The smell that comes out when you open a box of Magic The Gathering cards. Unmatched.

I am that type of person that really like smells. Also when with friends and something smells I'm always the one that knows exactly what it smells like and they're all like woah and mildly impressed or something.


----------



## Negrek (Sep 8, 2011)

Lord of the Fireflies said:


> The smell that comes out when you open a box of Magic The Gathering cards. Unmatched.


How did I forget this? I used to always love getting a tournament pack or theme deck or what have you so I'd have a nice thick stack of brand-new cards to smell. Mmm, wonderful, wonderful, probably-toxic ink smell...


----------



## Chief Zackrai (Sep 8, 2011)

Oil, grease, gasoline, freshly sandblasted metal, the sea, burning wood, and things of the like.

I don't _mind_ the smell of cigarette smoke, but it can be overwhelming.


----------



## Ever (Sep 9, 2011)

Hm...I like weather smells. Rain, snow, clouds, and sun (especially the scent of pillow/plushies/blankets/rugs/similar objects that have been sitting in the sun). Also, I like the smell of libraries. I like the scents of pretty much all foods that I like, which is (obviously) too long of a list to type.


----------



## Automata heart (Sep 9, 2011)

shoe polish and ironing smells like success.


----------



## Zhorken (Sep 9, 2011)

I _hate_ old book smell.  It bothers the hell out of my lungs.

The inky smell on new trading cards and video games is a wonderful one, though.  And rainsmell.  And other-people's-houses smell is almost always a good smell.  And fire!  Wood smoke is the besssst.


----------



## voltianqueen (Sep 9, 2011)

I like gasoline, libraries, new games, musky ferret smell (especially on my stuffed toys, etc), cut grass, certain book smells, new cat litter, dryer sheets...and a lot of other things x3


----------



## Music Dragon (Sep 10, 2011)

Young virgin girls, of course.


----------



## RespectTheBlade (Sep 10, 2011)

Favorite smells? Topping the list are the smell of rain, vanilla, the smell of ozone (the air outside just after a storm with lightning hits), lemon-scented things, birthday candles, and the smell of a new videogame. (not sure if the last one exists, but I definitely think it does.)
WOOPS forgot two others: Stuff being grilled (mainly chicken or hamburger), and fire.


----------



## Phantom (Sep 10, 2011)

Rain, cookies, fresh laundry, pretty much the same as everyone else. I also like wood fires and cigarette smoke... depending on the cigarette.


----------



## Ever (Sep 10, 2011)

I like the smell of burning bay leaves. Yes, you heard me correctly. Also, gardenias are nice.


----------



## Corbette (Sep 10, 2011)

The smell of an old, wooden house or barn upon first entrance.


----------



## Ever (Sep 10, 2011)

Corbette said:


> The smell of an old, wooden house or barn upon first entrance.

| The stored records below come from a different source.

//! Connection probe: one connect-read-close cycle with timing

use crate::{
    defaults,
    models::ProbeOutcome,
    types::{ProbeError, Target},
};
use std::time::{Duration, Instant};
use tokio::io::AsyncReadExt;
use tokio::net::TcpStream;
use tokio::time::timeout;

/// Executes exactly one connect → read → close cycle against a fixed
/// target and reports a uniform [`ProbeOutcome`] no matter how the
/// cycle terminates.
///
/// The probe sends nothing: the server under test is expected to push an
/// unsolicited UTF-8 response immediately on accept. A single bounded
/// receive is performed and a short read is accepted as the full
/// response. The probe holds no state between invocations and performs
/// no retries.
#[derive(Debug, Clone)]
pub struct ConnectionProbe {
    target: Target,
    timeout: Duration,
    read_limit: usize,
}

impl ConnectionProbe {
    /// Create a probe with the default timeout and read limit
    pub fn new(target: Target) -> Self {
        Self {
            target,
            timeout: defaults::DEFAULT_CONNECT_TIMEOUT,
            read_limit: defaults::READ_LIMIT,
        }
    }

    /// Set the bound covering both connect and read
    pub fn with_timeout(mut self, timeout: Duration) -> Self {
        self.timeout = timeout;
        self
    }

    /// Set the maximum number of bytes read from the peer
    pub fn with_read_limit(mut self, read_limit: usize) -> Self {
        self.read_limit = read_limit;
        self
    }

    /// Get the probed target
    pub fn target(&self) -> &Target {
        &self.target
    }

    /// Run one probe cycle.
    ///
    /// `elapsed_ms` in the returned outcome spans from immediately before
    /// the connect attempt to the instant the outcome is finalized,
    /// whether that is a decoded payload, the timeout bound elapsing, or
    /// a socket error. The stream is dropped on every exit path.
    pub async fn run(&self) -> ProbeOutcome {
        let start = Instant::now();

        match timeout(self.timeout, self.connect_and_receive()).await {
            Ok(Ok(payload)) => ProbeOutcome::success(start.elapsed(), payload),
            Ok(Err(error)) => ProbeOutcome::failed(start.elapsed(), error),
            Err(_) => ProbeOutcome::timed_out(start.elapsed()),
        }
    }

    /// Connect and perform a single bounded receive
    async fn connect_and_receive(&self) -> Result<String, ProbeError> {
        let mut stream = TcpStream::connect((self.target.host.as_str(), self.target.port))
            .await
            .map_err(classify_io_error)?;

        let mut buffer = vec![0u8; self.read_limit];
        let n = stream.read(&mut buffer).await.map_err(classify_io_error)?;
        buffer.truncate(n);

        String::from_utf8(buffer)
            .map_err(|e| ProbeError::Connection(format!("response is not valid UTF-8: {}", e)))
    }
}

/// Map an I/O failure to its probe classification. An OS-level connect
/// timeout counts as a timeout even when it beats the configured bound.
fn classify_io_error(error: std::io::Error) -> ProbeError {
    if error.kind() == std::io::ErrorKind::TimedOut {
        ProbeError::Timeout
    } else {
        ProbeError::Connection(error.to_string())
    }
}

This so much. Also, fog (it's quite foggy where I live) and my dance studio.


----------



## The Omskivar (Sep 11, 2011)

Fruit snacks.

Seriously it's like crack


----------



## Squornshellous Beta (Sep 11, 2011)

Just about anything spicy. Garlic and onions and chili and peppers; if it's spicy I could just stand there for hours inhaling it all.

Also, Joannaaaaaa :3

Oh yeah, and that smell that old photocopiers make. I hear it's ozone and really bad for you.


----------



## Cap'n Sofa (Sep 11, 2011)

Hundred-year-old houses, rain, new games, ozone, garlic (because my bedroom always smells faintly of it), rabbits, fresh laundry, cloth after having been in the sun, gasoline, spraypaint...I'm sure there's more that I'm forgetting, I'll append the post with it if I remember.


----------



## shadow_lugia (Sep 11, 2011)

I love the smell of the paper of any book, including textbooks. I think I freak people out because I go around in public just sniffing a book that I'm carrying.

Also, there's this lotion called Cocoa Butter (I think) and it smells fucking fantastic. I have been tempted to eat it because it smells that good.


----------



## Murkrow (Sep 11, 2011)

Cap'n Sofa said:


> Hundred-year-old houses


Those smell different than younger houses?


----------



## Corbette (Sep 11, 2011)

Rasrap Smurf said:


> Those smell different than younger houses?


Yes

Yes they do


----------



## Murkrow (Sep 11, 2011)

Corbette said:


> Yes
> 
> Yes they do


In my experience each house smells differently depending on who lives there (and what pets they have), I haven't really noticed age factoring in unless it's ancient like a castle or a manor from the 1600s.


----------



## hyphen (Sep 14, 2011)

Book stores. I love the smell of book stores.
And beef noodle soup,along with
-udon noodles
-chicken noodle soup
-everything spicy
-my classroom
-daylilies
- mint
and the smell of autumn. :3
Edit:I forgot to say that I LOVE that smell of anything baking.
Too bad my mom doesn't bake stuff often... ;-;


----------



## Corbette (Sep 14, 2011)

Rasrap Smurf said:


> In my experience each house smells differently depending on who lives there (and what pets they have), I haven't really noticed age factoring in unless it's ancient like a castle or a manor from the 1600s.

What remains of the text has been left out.